Ia mengatakan, kegiatan ini mengajarkan anak generasi muda Indonesia untuk paham bahwa nenek moyang telah mewariskan kemasan dan wadah ramah lingkungan yang sekarang menjadi trending di dunia global dalam mengurangi dampak polusi yang berakibat terbesar gaungnya adalah Perubahan Iklim (Climate Change). "Sedangkan pada kegiatan kedua yang berlangsung Sabtu 28 Oktober ada banyak kegiatan yang melibatkan anak didik, orang tua bahkan semua lini yaitu bazar, lomba fashion show, melukis kipas dan lomba memasak dengan tema pangan lokal," katanya.

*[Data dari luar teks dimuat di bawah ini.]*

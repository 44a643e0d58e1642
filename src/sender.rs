//! Outbound probe mail via the Mailgun HTTP API

use chrono::Utc;
use reqwest::StatusCode;

use crate::config::MailgunConfig;
use crate::error::SendError;
use crate::status::probe_subject;

const PROBE_BODY: &str = "This message is used to check end-to-end mail delivery.";

/// Sends timestamped probe messages through Mailgun
#[derive(Debug, Clone)]
pub struct MailSender {
    http: reqwest::Client,
    config: MailgunConfig,
}

impl MailSender {
    #[must_use]
    pub fn new(config: MailgunConfig) -> Self {
        Self {
            http: reqwest::Client::new(),
            config,
        }
    }

    fn endpoint(&self) -> String {
        format!(
            "{}/v3/{}/messages",
            self.config.api_base.trim_end_matches('/'),
            self.config.domain
        )
    }

    fn form(&self, sent_at: i64) -> [(&'static str, String); 4] {
        [
            ("from", format!("Mailgun <mailgun@{}>", self.config.domain)),
            ("to", self.config.to.clone()),
            ("subject", probe_subject(sent_at)),
            ("text", PROBE_BODY.to_string()),
        ]
    }

    /// Send one probe message stamped with the current time
    ///
    /// No retry within a single attempt; the send loop counts and logs a
    /// failure and carries on with its next tick.
    ///
    /// # Errors
    ///
    /// Returns an error if the transport call fails or the provider responds
    /// with anything other than HTTP 200.
    pub async fn send_probe(&self) -> Result<(), SendError> {
        let response = self
            .http
            .post(self.endpoint())
            .basic_auth("api", Some(&self.config.api_key))
            .form(&self.form(Utc::now().timestamp()))
            .send()
            .await?;

        if response.status() == StatusCode::OK {
            Ok(())
        } else {
            Err(SendError::Status(response.status()))
        }
    }
}
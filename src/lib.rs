//! mailalive — an end-to-end mail delivery probe
//!
//! Periodically sends a uniquely timestamped probe email through Mailgun,
//! reconciles an IMAP inbox to detect its arrival, and exposes the measured
//! delivery delay as Prometheus metrics.
//!
//! # Data flow
//!
//! ```text
//! MailSender (periodic) → inbox → ImapInbox::probe (on demand, cache gated)
//!     → StatusCache → gauges (on scrape) → external monitoring scraper
//! ```
//!
//! Two background loops run alongside the metrics server: one re-sends the
//! probe at a fixed interval, one clears the status cache at a fixed interval
//! so a scrape can never be served a value older than that bound.

pub mod cache;
pub mod config;
pub mod error;
pub mod inbox;
pub mod logging;
pub mod metrics;
pub mod scheduler;
pub mod sender;
pub mod server;
pub mod status;

pub use cache::{StatusCache, StatusSource};
pub use config::{Config, ImapConfig, MailgunConfig};
pub use error::{ConfigError, InboxError, SendError, ServeError};
pub use inbox::{ImapInbox, InboxSession, ProbeMessage, Reconciliation, Uid, reconcile};
pub use metrics::Metrics;
pub use scheduler::{Periodic, Shutdown};
pub use sender::MailSender;
pub use server::{AppState, MetricsServer};
pub use status::{SUBJECT_PREFIX, Status, StatusField, parse_probe_subject, probe_subject};
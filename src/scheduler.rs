//! Fixed-interval background tasks

use std::future::Future;
use std::time::Duration;

use tokio::sync::broadcast;

/// Shutdown signal fanned out to the background tasks and the metrics server
#[derive(Debug, Clone, Copy)]
pub struct Shutdown;

/// A named task that runs an action, sleeps, and repeats until shutdown
///
/// The action runs once immediately on startup. The interval separates
/// completions: a slow action delays the next tick rather than overlapping
/// it. No jitter.
#[derive(Debug, Clone)]
pub struct Periodic {
    name: &'static str,
    interval: Duration,
}

impl Periodic {
    #[must_use]
    pub const fn new(name: &'static str, interval: Duration) -> Self {
        Self { name, interval }
    }

    /// Drive the loop until the shutdown signal arrives
    pub async fn run<A, Fut>(self, mut shutdown: broadcast::Receiver<Shutdown>, mut action: A)
    where
        A: FnMut() -> Fut + Send,
        Fut: Future<Output = ()> + Send,
    {
        tracing::debug!(task = self.name, interval = ?self.interval, "periodic task starting");

        loop {
            action().await;

            tokio::select! {
                () = tokio::time::sleep(self.interval) => {}
                _ = shutdown.recv() => {
                    tracing::info!(task = self.name, "periodic task stopping");
                    return;
                }
            }
        }
    }
}

#[cfg(test)]
mod tests {
    use std::sync::Arc;
    use std::sync::atomic::{AtomicUsize, Ordering};

    use super::*;

    fn counting_action(calls: Arc<AtomicUsize>) -> impl FnMut() -> std::future::Ready<()> {
        move || {
            calls.fetch_add(1, Ordering::SeqCst);
            std::future::ready(())
        }
    }

    async fn settle() {
        for _ in 0..16 {
            tokio::task::yield_now().await;
        }
    }

    #[tokio::test(start_paused = true)]
    async fn test_action_runs_immediately_then_per_interval() {
        let calls = Arc::new(AtomicUsize::new(0));
        let (shutdown, _) = broadcast::channel(1);

        let task = tokio::spawn(
            Periodic::new("test", Duration::from_secs(60))
                .run(shutdown.subscribe(), counting_action(Arc::clone(&calls))),
        );

        settle().await;
        assert_eq!(
            calls.load(Ordering::SeqCst),
            1,
            "the first run should happen before any sleep"
        );

        tokio::time::advance(Duration::from_secs(60)).await;
        settle().await;
        assert_eq!(
            calls.load(Ordering::SeqCst),
            2,
            "one interval should produce exactly one more run"
        );

        shutdown.send(Shutdown).expect("task should be subscribed");
        settle().await;
        assert!(task.is_finished(), "shutdown should stop the loop");
        task.await.expect("task should exit cleanly");
    }

    #[tokio::test(start_paused = true)]
    async fn test_shutdown_during_sleep_stops_without_another_run() {
        let calls = Arc::new(AtomicUsize::new(0));
        let (shutdown, _) = broadcast::channel(1);

        let task = tokio::spawn(
            Periodic::new("test", Duration::from_secs(300))
                .run(shutdown.subscribe(), counting_action(Arc::clone(&calls))),
        );

        settle().await;
        shutdown.send(Shutdown).expect("task should be subscribed");
        settle().await;

        task.await.expect("task should exit cleanly");
        assert_eq!(
            calls.load(Ordering::SeqCst),
            1,
            "no further run should happen after shutdown"
        );
    }
}
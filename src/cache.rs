//! Single-entry status cache with single-flight reconciliation

use std::sync::Arc;
use std::time::Duration;

use async_trait::async_trait;
use prometheus::IntCounter;
use tokio::sync::Mutex;
use tokio::time::Instant;

use crate::error::InboxError;
use crate::status::{Status, StatusField};

/// Source of fresh probe status values
///
/// Implemented by [`crate::ImapInbox`] in production and by scripted doubles
/// in tests.
#[async_trait]
pub trait StatusSource: Send + Sync {
    /// Perform one full reconciliation and return the observed status
    async fn probe(&self) -> Result<Status, InboxError>;
}

struct Entry {
    status: Status,
    expires_at: Option<Instant>,
}

impl Entry {
    fn live(&self) -> bool {
        self.expires_at
            .map_or(true, |deadline| Instant::now() < deadline)
    }
}

/// A cache of the last known [`Status`], with at most one entry
///
/// One lock guards the entry and gates reconciliation: it is held across the
/// probe, so any number of simultaneous lookups result in exactly one
/// in-flight reconciliation, with the rest reading the freshly cached value
/// once it completes.
///
/// The production entry never expires on its own ([`StatusCache::new`]); the
/// periodic flush loop calls [`StatusCache::clear`] to force the next lookup
/// to reconcile. This keeps "how often do we refresh" (the flush interval)
/// separate from "what do we serve meanwhile" (the last good value).
pub struct StatusCache {
    source: Arc<dyn StatusSource>,
    entry_ttl: Option<Duration>,
    imap_errors: IntCounter,
    slot: Mutex<Option<Entry>>,
}

impl StatusCache {
    /// A cache whose entry lives until the next [`StatusCache::clear`]
    #[must_use]
    pub fn new(source: Arc<dyn StatusSource>, imap_errors: IntCounter) -> Self {
        Self::with_ttl(source, imap_errors, None)
    }

    /// A cache whose entry additionally expires after `entry_ttl`
    #[must_use]
    pub fn with_ttl(
        source: Arc<dyn StatusSource>,
        imap_errors: IntCounter,
        entry_ttl: Option<Duration>,
    ) -> Self {
        Self {
            source,
            entry_ttl,
            imap_errors,
            slot: Mutex::new(None),
        }
    }

    /// Return the requested field, reconciling first on a cache miss
    ///
    /// On reconciliation failure the error is logged, the imap error counter
    /// is incremented, and `0.0` is returned without caching anything, so the
    /// next lookup retries immediately.
    pub async fn get(&self, field: StatusField) -> f64 {
        let mut slot = self.slot.lock().await;

        match slot.as_ref() {
            Some(entry) if entry.live() => return entry.status.field(field),
            Some(_) => *slot = None,
            None => {}
        }

        match self.source.probe().await {
            Ok(status) => {
                *slot = Some(Entry {
                    status,
                    expires_at: self.entry_ttl.map(|ttl| Instant::now() + ttl),
                });
                status.field(field)
            }
            Err(err) => {
                tracing::error!(error = %err, "failed to reconcile inbox status");
                self.imap_errors.inc();
                0.0
            }
        }
    }

    /// Evict the cached entry; the next lookup reconciles afresh
    pub async fn clear(&self) {
        tracing::debug!("clearing status cache");
        *self.slot.lock().await = None;
    }
}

Amaliah mengatakan, kenapa pangan lokal menjadi tema besar pada kegiatan ini karena saat ini pemanfaatkan sumber daya alam yang terlalu ekplosif menyebabkan terjadi kelebihan produksi dan pemborosan bahan makanan secara umum di muka bumi ini. "Sepertiga makanan terbuang percuma tidak terkonsumsi, sementara jutaan orang di sisi lain dari bumi ini kelaparan (800 juta orang). Hanya sektor pertanian ramah lingkungan yang bergantung pada keragaman dan yang menghasilkan makanan yang disesuaikan dengan lingkungan setempat atau pangan lokal dapat melindungi nutrisi dari populasi global yang terus berkembang menuju prakiraan 12 miliar orang pada 2050," katanya.

Ia mengatakan, "Slow Food" selaku gerakan akar rumput global memiliki impian sebuah dunia di mana semua orang dapat mengakses dan menikmati makanan yang baik untuk mereka, baik bagi mereka yang menumbuhkannya dan baik untuk planet ini. "Slow Food melibatkan lebih dari 160 negara dari seluruh dunia bergandengan tangan  sebagai aktivis, koki, pakar, pemuda, petani, nelayan dan akademisi, Slow Food merupakan suatu gerakan yang memandang bahwa semua terkait dengan pangan dari hulu ke hilir merupakan proses yang harus berprinsip pada Fair, Good, and Clean," katanya.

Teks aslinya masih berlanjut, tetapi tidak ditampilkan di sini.